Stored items
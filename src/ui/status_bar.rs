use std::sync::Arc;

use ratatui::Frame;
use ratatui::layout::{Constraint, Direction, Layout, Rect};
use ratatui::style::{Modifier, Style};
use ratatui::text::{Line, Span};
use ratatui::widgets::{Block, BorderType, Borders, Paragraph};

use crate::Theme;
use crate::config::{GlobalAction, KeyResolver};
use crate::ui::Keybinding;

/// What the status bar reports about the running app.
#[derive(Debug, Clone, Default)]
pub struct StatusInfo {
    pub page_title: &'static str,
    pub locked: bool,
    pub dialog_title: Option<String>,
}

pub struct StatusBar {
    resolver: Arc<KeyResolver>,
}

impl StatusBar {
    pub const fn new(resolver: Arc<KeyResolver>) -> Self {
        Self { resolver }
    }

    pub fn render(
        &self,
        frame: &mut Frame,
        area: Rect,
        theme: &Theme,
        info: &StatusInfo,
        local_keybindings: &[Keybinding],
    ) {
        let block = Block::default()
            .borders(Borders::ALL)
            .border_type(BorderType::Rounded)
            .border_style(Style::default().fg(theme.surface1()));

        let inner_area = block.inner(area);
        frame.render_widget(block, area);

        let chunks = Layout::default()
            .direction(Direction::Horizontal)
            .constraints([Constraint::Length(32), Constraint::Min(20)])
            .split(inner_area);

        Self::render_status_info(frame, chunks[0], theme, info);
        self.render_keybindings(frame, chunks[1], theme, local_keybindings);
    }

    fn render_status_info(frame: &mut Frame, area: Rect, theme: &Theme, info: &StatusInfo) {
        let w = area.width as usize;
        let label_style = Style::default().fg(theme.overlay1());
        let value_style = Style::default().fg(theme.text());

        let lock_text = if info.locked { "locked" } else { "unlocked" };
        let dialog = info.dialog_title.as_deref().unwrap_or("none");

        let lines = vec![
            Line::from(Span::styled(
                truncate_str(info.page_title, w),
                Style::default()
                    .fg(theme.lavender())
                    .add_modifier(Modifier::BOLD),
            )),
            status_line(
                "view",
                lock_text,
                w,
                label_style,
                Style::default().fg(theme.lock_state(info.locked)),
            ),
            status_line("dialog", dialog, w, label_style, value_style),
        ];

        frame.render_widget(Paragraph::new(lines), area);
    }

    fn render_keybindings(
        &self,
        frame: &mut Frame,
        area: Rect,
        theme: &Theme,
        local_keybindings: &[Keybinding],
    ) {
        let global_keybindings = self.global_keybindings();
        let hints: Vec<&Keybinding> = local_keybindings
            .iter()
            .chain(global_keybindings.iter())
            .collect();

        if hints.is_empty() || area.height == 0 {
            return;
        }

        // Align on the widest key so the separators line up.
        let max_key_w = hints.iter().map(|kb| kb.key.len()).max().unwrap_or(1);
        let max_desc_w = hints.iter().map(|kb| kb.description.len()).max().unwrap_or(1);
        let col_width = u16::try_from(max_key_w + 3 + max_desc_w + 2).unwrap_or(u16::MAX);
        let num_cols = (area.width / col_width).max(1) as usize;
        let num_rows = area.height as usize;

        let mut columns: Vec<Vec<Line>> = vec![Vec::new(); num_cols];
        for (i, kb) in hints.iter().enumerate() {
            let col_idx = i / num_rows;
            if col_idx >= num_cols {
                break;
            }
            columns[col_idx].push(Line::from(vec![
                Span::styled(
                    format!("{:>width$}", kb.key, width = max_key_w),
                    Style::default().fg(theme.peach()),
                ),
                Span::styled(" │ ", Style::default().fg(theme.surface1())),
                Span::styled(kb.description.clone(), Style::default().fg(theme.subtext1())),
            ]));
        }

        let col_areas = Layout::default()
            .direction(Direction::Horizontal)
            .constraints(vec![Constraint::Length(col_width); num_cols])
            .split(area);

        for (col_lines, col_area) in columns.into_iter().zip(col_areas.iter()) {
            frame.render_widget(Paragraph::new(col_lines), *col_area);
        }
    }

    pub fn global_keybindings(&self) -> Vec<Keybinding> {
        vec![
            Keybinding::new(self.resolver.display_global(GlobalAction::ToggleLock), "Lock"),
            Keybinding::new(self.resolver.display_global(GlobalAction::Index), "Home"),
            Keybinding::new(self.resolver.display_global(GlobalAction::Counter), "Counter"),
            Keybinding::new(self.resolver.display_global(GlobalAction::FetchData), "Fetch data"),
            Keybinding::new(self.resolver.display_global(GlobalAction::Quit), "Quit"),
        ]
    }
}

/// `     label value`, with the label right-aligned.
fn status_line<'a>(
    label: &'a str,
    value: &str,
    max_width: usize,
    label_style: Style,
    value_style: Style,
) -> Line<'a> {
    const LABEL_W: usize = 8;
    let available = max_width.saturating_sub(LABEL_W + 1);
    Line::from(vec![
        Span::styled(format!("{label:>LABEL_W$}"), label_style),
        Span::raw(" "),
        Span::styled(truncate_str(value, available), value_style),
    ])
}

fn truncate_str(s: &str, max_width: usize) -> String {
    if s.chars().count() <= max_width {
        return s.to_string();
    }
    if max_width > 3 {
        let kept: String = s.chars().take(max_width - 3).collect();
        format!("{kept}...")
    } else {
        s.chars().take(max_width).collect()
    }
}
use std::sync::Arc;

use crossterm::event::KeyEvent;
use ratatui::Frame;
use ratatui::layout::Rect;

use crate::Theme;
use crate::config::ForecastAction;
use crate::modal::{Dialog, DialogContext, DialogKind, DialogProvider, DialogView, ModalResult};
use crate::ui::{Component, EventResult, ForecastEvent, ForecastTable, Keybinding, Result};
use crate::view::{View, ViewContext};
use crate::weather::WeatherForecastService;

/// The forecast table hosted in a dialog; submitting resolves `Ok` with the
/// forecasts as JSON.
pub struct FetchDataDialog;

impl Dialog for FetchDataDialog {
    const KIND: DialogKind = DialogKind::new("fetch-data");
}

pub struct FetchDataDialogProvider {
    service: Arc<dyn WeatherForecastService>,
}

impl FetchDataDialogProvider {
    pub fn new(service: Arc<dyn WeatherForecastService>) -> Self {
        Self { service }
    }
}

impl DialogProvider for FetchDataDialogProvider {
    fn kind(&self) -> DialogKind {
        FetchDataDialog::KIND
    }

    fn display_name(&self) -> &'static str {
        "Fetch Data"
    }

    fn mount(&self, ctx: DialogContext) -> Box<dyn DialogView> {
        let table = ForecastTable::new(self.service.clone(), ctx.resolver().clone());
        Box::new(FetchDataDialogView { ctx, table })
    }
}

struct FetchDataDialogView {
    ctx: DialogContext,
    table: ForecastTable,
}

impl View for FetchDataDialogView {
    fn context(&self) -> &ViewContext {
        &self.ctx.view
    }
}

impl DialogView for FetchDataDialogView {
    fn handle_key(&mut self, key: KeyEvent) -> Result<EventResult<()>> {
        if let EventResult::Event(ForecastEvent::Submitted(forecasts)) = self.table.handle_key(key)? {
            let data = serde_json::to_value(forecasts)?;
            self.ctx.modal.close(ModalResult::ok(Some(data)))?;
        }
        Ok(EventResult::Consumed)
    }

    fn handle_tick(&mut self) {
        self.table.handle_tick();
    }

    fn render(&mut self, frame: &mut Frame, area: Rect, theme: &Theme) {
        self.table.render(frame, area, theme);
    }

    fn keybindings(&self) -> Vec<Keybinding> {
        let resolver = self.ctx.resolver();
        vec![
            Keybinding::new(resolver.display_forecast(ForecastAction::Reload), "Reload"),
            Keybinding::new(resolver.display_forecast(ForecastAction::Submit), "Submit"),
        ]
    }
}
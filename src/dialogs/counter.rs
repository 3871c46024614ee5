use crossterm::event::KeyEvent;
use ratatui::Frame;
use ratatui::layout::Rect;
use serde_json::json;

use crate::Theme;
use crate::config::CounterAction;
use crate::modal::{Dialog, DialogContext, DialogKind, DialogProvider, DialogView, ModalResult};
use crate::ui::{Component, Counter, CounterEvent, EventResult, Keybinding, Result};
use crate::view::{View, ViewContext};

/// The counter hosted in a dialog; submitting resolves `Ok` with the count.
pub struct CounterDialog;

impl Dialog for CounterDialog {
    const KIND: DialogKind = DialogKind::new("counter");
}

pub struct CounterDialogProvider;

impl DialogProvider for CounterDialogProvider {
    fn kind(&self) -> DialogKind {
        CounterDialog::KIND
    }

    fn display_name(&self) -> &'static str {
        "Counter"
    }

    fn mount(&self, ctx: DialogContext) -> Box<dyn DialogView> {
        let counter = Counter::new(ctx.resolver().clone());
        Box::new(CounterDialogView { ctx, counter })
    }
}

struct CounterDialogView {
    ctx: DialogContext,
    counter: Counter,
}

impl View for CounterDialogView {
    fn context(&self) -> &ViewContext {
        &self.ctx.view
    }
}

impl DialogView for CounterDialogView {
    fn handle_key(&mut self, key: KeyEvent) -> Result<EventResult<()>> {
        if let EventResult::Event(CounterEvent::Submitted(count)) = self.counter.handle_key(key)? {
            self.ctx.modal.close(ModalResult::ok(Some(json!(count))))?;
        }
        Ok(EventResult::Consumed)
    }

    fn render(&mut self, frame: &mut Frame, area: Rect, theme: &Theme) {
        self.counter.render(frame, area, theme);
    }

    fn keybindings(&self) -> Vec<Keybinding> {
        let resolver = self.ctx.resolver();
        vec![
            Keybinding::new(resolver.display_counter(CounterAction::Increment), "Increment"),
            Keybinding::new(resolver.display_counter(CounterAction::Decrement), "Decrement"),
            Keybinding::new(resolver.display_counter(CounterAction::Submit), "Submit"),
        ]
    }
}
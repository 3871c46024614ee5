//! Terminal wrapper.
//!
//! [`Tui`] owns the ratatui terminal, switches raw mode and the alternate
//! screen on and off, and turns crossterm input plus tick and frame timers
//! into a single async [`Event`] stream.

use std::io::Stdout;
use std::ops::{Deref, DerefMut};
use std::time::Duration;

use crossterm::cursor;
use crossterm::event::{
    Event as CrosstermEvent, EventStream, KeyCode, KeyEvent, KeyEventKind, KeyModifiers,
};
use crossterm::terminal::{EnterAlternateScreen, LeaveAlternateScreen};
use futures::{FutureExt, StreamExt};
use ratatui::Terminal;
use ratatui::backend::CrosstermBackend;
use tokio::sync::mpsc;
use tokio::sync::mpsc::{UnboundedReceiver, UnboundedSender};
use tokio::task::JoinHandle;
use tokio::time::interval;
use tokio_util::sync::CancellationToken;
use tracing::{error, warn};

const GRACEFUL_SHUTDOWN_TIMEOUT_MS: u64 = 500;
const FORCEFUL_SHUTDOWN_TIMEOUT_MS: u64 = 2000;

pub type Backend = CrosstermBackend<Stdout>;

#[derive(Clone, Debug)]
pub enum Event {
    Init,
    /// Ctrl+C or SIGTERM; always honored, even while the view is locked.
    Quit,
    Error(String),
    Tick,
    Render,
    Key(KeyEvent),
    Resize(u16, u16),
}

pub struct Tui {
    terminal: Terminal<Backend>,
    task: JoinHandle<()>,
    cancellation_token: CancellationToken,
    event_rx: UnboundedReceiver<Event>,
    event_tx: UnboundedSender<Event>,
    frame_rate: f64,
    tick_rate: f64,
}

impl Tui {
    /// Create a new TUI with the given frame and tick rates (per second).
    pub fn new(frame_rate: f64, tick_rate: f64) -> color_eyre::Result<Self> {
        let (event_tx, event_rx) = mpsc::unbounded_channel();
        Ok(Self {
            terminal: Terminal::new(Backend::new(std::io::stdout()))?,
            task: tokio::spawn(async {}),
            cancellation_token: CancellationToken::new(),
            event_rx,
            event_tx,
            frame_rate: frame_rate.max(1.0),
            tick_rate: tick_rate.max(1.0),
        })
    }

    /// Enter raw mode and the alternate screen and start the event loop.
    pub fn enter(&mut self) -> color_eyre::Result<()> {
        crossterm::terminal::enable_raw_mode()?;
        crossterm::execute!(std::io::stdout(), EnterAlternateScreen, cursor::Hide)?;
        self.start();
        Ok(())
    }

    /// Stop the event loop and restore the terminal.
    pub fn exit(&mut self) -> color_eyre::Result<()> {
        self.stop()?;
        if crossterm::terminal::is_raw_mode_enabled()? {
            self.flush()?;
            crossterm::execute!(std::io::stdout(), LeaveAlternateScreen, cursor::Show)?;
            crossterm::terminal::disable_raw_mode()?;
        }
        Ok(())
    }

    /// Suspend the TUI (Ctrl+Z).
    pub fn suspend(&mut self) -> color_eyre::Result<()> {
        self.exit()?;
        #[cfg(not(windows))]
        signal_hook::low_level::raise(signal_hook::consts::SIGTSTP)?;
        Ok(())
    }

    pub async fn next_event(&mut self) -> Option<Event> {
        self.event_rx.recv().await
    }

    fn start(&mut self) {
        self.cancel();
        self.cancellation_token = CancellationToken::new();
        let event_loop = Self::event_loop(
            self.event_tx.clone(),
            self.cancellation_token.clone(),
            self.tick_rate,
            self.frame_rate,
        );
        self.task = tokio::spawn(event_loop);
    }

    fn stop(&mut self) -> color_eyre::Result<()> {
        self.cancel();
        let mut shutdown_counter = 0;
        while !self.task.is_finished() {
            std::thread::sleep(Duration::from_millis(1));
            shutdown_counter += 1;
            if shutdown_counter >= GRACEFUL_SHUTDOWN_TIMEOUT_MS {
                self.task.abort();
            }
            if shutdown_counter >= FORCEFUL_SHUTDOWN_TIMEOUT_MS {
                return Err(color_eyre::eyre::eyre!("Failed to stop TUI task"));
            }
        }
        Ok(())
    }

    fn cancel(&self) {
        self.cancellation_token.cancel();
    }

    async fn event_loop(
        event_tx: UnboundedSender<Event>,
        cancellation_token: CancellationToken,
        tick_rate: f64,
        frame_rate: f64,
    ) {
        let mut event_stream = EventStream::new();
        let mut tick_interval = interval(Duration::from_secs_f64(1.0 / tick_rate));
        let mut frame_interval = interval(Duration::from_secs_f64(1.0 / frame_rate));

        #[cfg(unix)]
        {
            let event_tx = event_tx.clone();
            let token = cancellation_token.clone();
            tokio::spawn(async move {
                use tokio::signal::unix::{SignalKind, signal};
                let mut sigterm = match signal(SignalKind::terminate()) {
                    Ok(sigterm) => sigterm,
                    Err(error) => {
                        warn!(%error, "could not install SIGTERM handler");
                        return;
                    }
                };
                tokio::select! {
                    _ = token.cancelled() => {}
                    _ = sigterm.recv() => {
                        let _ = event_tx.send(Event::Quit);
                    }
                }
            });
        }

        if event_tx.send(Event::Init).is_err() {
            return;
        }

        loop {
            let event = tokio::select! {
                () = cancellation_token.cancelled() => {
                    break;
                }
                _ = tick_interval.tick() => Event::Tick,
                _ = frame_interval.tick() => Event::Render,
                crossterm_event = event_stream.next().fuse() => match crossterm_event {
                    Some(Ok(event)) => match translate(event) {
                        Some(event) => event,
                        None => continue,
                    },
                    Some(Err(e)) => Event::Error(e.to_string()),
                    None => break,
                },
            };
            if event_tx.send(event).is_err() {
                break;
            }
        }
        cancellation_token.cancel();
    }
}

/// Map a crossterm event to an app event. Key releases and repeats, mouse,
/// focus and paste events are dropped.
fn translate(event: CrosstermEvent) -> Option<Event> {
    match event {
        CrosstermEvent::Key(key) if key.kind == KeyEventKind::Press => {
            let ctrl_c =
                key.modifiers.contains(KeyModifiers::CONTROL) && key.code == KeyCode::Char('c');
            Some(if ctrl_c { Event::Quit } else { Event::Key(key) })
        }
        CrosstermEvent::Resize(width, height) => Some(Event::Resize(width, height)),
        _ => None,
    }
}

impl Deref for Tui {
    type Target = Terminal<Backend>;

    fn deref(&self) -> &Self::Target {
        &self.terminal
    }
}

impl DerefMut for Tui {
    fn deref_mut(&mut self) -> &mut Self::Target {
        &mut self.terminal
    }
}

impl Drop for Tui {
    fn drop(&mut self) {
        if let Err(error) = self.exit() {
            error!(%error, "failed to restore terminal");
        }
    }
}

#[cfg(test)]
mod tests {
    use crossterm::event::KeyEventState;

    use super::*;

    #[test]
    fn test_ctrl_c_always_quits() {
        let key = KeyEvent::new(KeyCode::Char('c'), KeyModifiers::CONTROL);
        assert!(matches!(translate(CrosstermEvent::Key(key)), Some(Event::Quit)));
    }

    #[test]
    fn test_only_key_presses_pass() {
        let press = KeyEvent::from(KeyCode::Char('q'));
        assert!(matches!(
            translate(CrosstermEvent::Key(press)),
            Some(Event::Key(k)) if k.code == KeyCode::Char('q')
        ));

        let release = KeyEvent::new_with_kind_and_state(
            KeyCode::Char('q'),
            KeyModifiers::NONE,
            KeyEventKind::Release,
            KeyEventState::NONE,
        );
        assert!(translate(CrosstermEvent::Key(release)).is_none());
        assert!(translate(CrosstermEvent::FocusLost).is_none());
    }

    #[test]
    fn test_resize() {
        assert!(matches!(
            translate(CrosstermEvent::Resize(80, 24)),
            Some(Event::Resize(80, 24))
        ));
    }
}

§ **What the task requires**: Each line above where the word "mpsc" occurs should be copied out.

§ **Reply to the exercise**:
use tokio::sync::mpsc;
use tokio::sync::mpsc::{UnboundedReceiver, UnboundedSender};
        let (event_tx, event_rx) = mpsc::unbounded_channel();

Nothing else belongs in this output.